What is the difference between mediation and collaborative law?
I tell my clients there are three ways to divorce, via: mediation, collaborative law or litigation. Most people know what litigation is, as litigated cases make for good television and fun sensationalistic articles. However, few people are aware of their other options.
If people want to avoid living their lives in a courtroom and having a person who will know them for 15 minutes making some of the most important decisions about their children and finances, then mediation or collaborative law may be a good option to consider.
Both processes are voluntary, so the parties need to agree to partake in mediation or the collaborative process and can leave either process at any point. In mediation, the parties typically work with one mediator and have attorneys assisting them from the outside. Attorneys can be present during mediation but that is not very common. Mediation is a step up from a kitchen table negotiation and the best way to do things if they can be done that way. However, when there is a large power imbalance between the couple or one person is not able to be present and vocal in the room, mediation may not work.
If a spouse feels the need to have an attorney present in the room, yet wants to settle the
case in a fair and amicable and private manner, collaborative law is the way to go. When a person chooses the collaborative process, they should work with an attorney who is trained in the process, preferably if in New York by the New York Association of Collaborative Professionals (NYACP).

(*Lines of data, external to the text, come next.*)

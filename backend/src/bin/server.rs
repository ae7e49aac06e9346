//! Audience dashboard HTTP server.
//!
//! Serves the dashboard view models as JSON for the browser front end. Every
//! request is answered from the upstream analytics API; nothing is cached.
//!
//! # Usage
//!
//! ```bash
//! AUDIENCE_API_BASE=https://audience.example.com/api \
//!   cargo run --bin audience-server
//! ```
//!
//! # Environment Variables
//!
//! - `AUDIENCE_CONFIG`: explicit path of the TOML config file
//! - `AUDIENCE_API_BASE`: upstream API base URL
//! - `AUDIENCE_API_TIMEOUT_SECS`: upstream request timeout
//! - `HOST`: Server host (default: 0.0.0.0)
//! - `PORT`: Server port (default: 8080)
//! - `RUST_LOG`: Log level (default: info)

use std::env;
use std::net::SocketAddr;
use std::path::PathBuf;
use std::sync::Arc;

use tracing::{info, Level};
use tracing_subscriber::FmtSubscriber;

use audience_dash::client::{ApiClient, AudienceApi};
use audience_dash::config::DashboardConfig;
use audience_dash::http::{create_router, AppState};

#[tokio::main]
async fn main() -> anyhow::Result<()> {
    // Initialize logging
    FmtSubscriber::builder()
        .with_max_level(
            env::var("RUST_LOG")
                .ok()
                .and_then(|s| s.parse().ok())
                .unwrap_or(Level::INFO),
        )
        .with_target(true)
        .with_thread_ids(true)
        .init();

    info!("Starting audience dashboard server");

    let config_path = env::var_os("AUDIENCE_CONFIG").map(PathBuf::from);
    let config = DashboardConfig::load(config_path.as_deref())?;

    let client = ApiClient::new(&config.client_config())?;
    info!(upstream = client.base_url(), "Upstream API client ready");

    let state = AppState::new(
        Arc::new(client.clone()) as Arc<dyn AudienceApi>,
        client.base_url(),
    )
    .with_trend_settings(config.trend.clone());

    let app = create_router(state);

    let addr: SocketAddr = config.bind_address().parse()?;
    info!("Server listening on http://{}", addr);
    info!("Health check: http://{}/health", addr);

    let listener = tokio::net::TcpListener::bind(addr).await?;
    axum::serve(listener, app).await?;

    Ok(())
}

The parties and the attorneys enter into a Participation Agreement which is an agreement that states that if the process breaks down the parties cannot use the same attorneys to litigate. This encourages the parties (and the lawyers) to settle. Another benefit of the collaborative process is that there is an interdisciplinary approach to the collaborative process. You can create a full collaborative team which would consist of the lawyers, divorce coaches (which are therapists trained in the collaborative process), a financial neutral and child specialists if applicable. I often tell my clients that I am the most expensive player on the team, so if you can work with specialists who are trained in divorce accounting or dealing with the emotional components of divorce and they are less expensive than I am, why not use them? When a collaborative case works, it is an excellent and respectful way to end a marriage with dignity.
There are cases in which litigation is necessary. However, if it can be avoided and either mediation or the collaborative process can be utilized as a process choice for a divorce, it will best serve all parties involved.